The Lighthouse integration allows multiple people remote access to the channel playout capabilities. Specific functionality includes the Lighthouse Channel Controller for working on the playlist; the Smart Panel, which can enable master control switching and manual addition of graphics if required; the Media Inventory, which enables users to see all the media they have across their system; and the Browse Player, where users can view and monitor the video streaming from Dolphin at home, as well as look through the upcoming content from their browsers to check accuracy and inspect for errors. Lighthouse offers low latency, secure, reliable access to the main on-premise Marina and Dolphin systems.
Intigral was the first media company in the UAE to deploy Pebble’s Marina automation controlling its Dolphin integrated channel technology in 2014, enabling ingest from tape and live sources.
Incoming media is recorded via SDI onto Dolphin’s internal storage and onto an external Isilon storage. Once ingested via SDI, the files are delivered into Intigral’s exclusively IP workflow for distribution to regional telecommunication operators.
The solution was developed to meet Intigral’s complex asset management requirements, providing intelligent rule-based media movement.
As part of the recent expansion, playlists are delivered to Marina automation from a CreateCtrl traffic system in native Marina XML format, and the system offers advanced SCTE-104 triggering for ad insertion.
As Intigral already uses Marina, the Lighthouse addition was easy to configure and quick to use. The fact that it has customisable widgets and dashboard reportedly made navigation simple.
“Lighthouse essentially offers a ‘view’ into Marina. The same actions that someone would do on an on-premise system can be done remotely with Lighthouse. It is a web-based application that sits outside the standard secure network that a normal automation playout system would be a part of within the broadcast facility, but with the correct permissions, Lighthouse can look into the on-premise network giving remote user privileges,” explains Saab.
Intigral then undertook the movement of teams to their home in batches once the outbreak began, explains Saab.
“We moved a batch of developers and installed their workstations at home and connected them to the mainframes. Once we ensured that they were sorted, we did the second and third batches. I still have a small core team working from the office mainly on the content operations.
“File sizes for content videos are really big and challenging to operate from home so a small team continues to work from the office,” he adds.
Saab adds that Intigral created its own network and gave access to all its people as if they are working from its office.
The Lighthouse installation at the Dubai facility was managed entirely by the Intigral team. Both, system set up and training were conducted remotely.
Perhaps one interesting aspect to this last installation was that Pebble and CreateCtrl have developed a new interface for the traffic system.
Intigral added eight fully redundant channels of playout, together with an expanded ingest capability to the existing Pebble solution late last year. The installation is completely scalable and if more remote user licenses need to be added through Lighthouse, this can also be done, says Saab.

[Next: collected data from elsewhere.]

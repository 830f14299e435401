use std::collections::HashMap;
use std::sync::Arc;

use chrono::Utc;
use ethers::types::{Address, Bytes, TransactionRequest, U256};
use ethers::utils::{parse_units, ParseUnits};
use tokio::sync::{broadcast, Mutex, RwLock};

use crate::{
    chains::{ChainProfile, ChainRegistry},
    config::Config,
    constants::{MAX_RECIPIENTS_PER_BATCH, NATIVE_DECIMALS},
    contracts,
    error::{AppError, Result},
    models::{
        AssetKind, BatchSubmitRequest, RecipientEntry, StatusEvent, SubmissionRecord,
        SubmissionStatus, TransferRequest,
    },
    services::{
        host::HostRuntime,
        providers::wait_for_receipt,
        session::{ActiveSession, WalletSessionManager},
        share::ShareService,
    },
};

const STATUS_FEED_CAPACITY: usize = 64;

/// Turns validated form input into a single on-chain batch call and reports
/// its lifecycle. Tracks exactly one in-flight submission at a time.
pub struct BatchSubmitter {
    config: Config,
    chains: Arc<ChainRegistry>,
    sessions: Arc<WalletSessionManager>,
    host: Arc<dyn HostRuntime>,
    share: Arc<ShareService>,
    in_flight: Mutex<Option<String>>,
    records: RwLock<HashMap<String, SubmissionRecord>>,
    events: broadcast::Sender<StatusEvent>,
}

impl BatchSubmitter {
    pub fn new(
        config: Config,
        chains: Arc<ChainRegistry>,
        sessions: Arc<WalletSessionManager>,
        host: Arc<dyn HostRuntime>,
        share: Arc<ShareService>,
    ) -> Self {
        let (events, _) = broadcast::channel(STATUS_FEED_CAPACITY);
        Self {
            config,
            chains,
            sessions,
            host,
            share,
            in_flight: Mutex::new(None),
            records: RwLock::new(HashMap::new()),
            events,
        }
    }

    pub fn subscribe(&self) -> broadcast::Receiver<StatusEvent> {
        self.events.subscribe()
    }

    pub async fn status(&self, submission_id: &str) -> Result<SubmissionRecord> {
        self.records
            .read()
            .await
            .get(submission_id)
            .cloned()
            .ok_or_else(|| AppError::NotFound(format!("Submission {submission_id}")))
    }

    /// Validate, build and launch one batch submission. Returns the Pending
    /// record; the lifecycle continues on the status feed.
    pub async fn submit(self: &Arc<Self>, request: BatchSubmitRequest) -> Result<SubmissionRecord> {
        let session = self.sessions.current().await?;
        let fee = self.config.fee_wei()?;

        // All row validation happens before any network traffic.
        let transfer = build_transfer(&request, fee)?;
        let profile = self.chains.get(session.chain_id)?.clone();

        let submission_id = {
            let mut in_flight = self.in_flight.lock().await;
            if let Some(pending) = in_flight.as_ref() {
                tracing::debug!("Submission {pending} still pending, rejecting new attempt");
                return Err(AppError::SubmissionInProgress);
            }
            let id = new_submission_id();
            *in_flight = Some(id.clone());
            id
        };

        let now = Utc::now();
        let record = SubmissionRecord {
            submission_id: submission_id.clone(),
            chain_id: profile.chain_id,
            asset: transfer.asset,
            recipient_count: transfer.recipients.len(),
            call_value_wei: transfer.call_value.to_string(),
            status: SubmissionStatus::Pending,
            created_at: now,
            updated_at: now,
        };
        self.records
            .write()
            .await
            .insert(submission_id.clone(), record.clone());
        let _ = self.events.send(StatusEvent {
            submission_id: submission_id.clone(),
            status: SubmissionStatus::Pending,
            at: now,
        });

        tracing::info!(
            "Submitting batch {}: {} recipients on {}, {} wei attached (fee {})",
            submission_id,
            record.recipient_count,
            profile.display_name,
            record.call_value_wei,
            transfer.fee
        );

        let this = Arc::clone(self);
        let generation = session.generation;
        tokio::spawn(async move {
            this.drive(submission_id, session, profile, transfer, generation)
                .await;
        });

        Ok(record)
    }

    async fn drive(
        &self,
        submission_id: String,
        session: ActiveSession,
        profile: ChainProfile,
        transfer: TransferRequest,
        generation: u64,
    ) {
        let calldata = match build_calldata(&transfer) {
            Ok(data) => data,
            Err(e) => {
                self.finish(&submission_id, generation, failed(&e)).await;
                return;
            }
        };

        let tx = TransactionRequest::new()
            .to(profile.batch_contract)
            .from(session.address)
            .data(calldata)
            .value(transfer.call_value)
            .gas(self.config.batch_gas_limit);

        let tx_hash = match session.signer.send_transaction(tx).await {
            Ok(hash) => hash,
            Err(e) => {
                // Rejected before broadcast, e.g. the user cancelled signing.
                self.finish(&submission_id, generation, failed(&e)).await;
                return;
            }
        };

        let hash_hex = format!("{tx_hash:?}");
        let submitted = SubmissionStatus::Submitted {
            tx_hash: hash_hex.clone(),
        };
        if !self.apply(&submission_id, generation, submitted).await {
            self.clear_in_flight(&submission_id).await;
            return;
        }

        match wait_for_receipt(session.signer.as_ref(), tx_hash).await {
            Ok(()) => {
                let confirmed = SubmissionStatus::Confirmed { tx_hash: hash_hex };
                if self.finish(&submission_id, generation, confirmed).await {
                    self.celebrate(&profile, transfer.recipients.len()).await;
                }
            }
            Err(e) => {
                self.finish(&submission_id, generation, failed(&e)).await;
            }
        }
    }

    /// Apply a lifecycle transition unless the session changed underneath
    /// the submission, in which case the completion is discarded.
    async fn apply(&self, submission_id: &str, generation: u64, status: SubmissionStatus) -> bool {
        if self.sessions.generation() != generation {
            tracing::warn!(
                "Ignoring completion for {submission_id}: wallet session changed mid-flight"
            );
            return false;
        }

        let mut records = self.records.write().await;
        if let Some(record) = records.get_mut(submission_id) {
            record.status = status.clone();
            record.updated_at = Utc::now();
        }
        drop(records);

        let _ = self.events.send(StatusEvent {
            submission_id: submission_id.to_string(),
            status,
            at: Utc::now(),
        });
        true
    }

    async fn finish(&self, submission_id: &str, generation: u64, status: SubmissionStatus) -> bool {
        let applied = self.apply(submission_id, generation, status).await;
        self.clear_in_flight(submission_id).await;
        applied
    }

    async fn clear_in_flight(&self, submission_id: &str) {
        let mut in_flight = self.in_flight.lock().await;
        if in_flight.as_deref() == Some(submission_id) {
            *in_flight = None;
        }
    }

    /// Post-success affordances. Strictly best-effort: nothing in here may
    /// touch the reported transfer outcome.
    async fn celebrate(&self, profile: &ChainProfile, recipient_count: usize) {
        if let Err(e) = self
            .host
            .notify(
                "Sendwise",
                &format!(
                    "Batch transfer to {recipient_count} recipients confirmed on {}",
                    profile.display_name
                ),
            )
            .await
        {
            tracing::debug!("Host notification skipped: {e}");
        }
        self.share.track("batch_transfer_confirmed").await;
    }
}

With a full remote operation in place, Saab says he is pleased. With viewership having spiked significantly during Ramadan and his remote operations running without a glitch, Saab is now contemplating more content additions to the Jawwy platform. In fact, as we were going to press, Saab also confided that Intigral had acquired the first pay window rights to a few Arabic movies including Egyptian 2020 production Lees Baghdad (The Thief of Baghdad).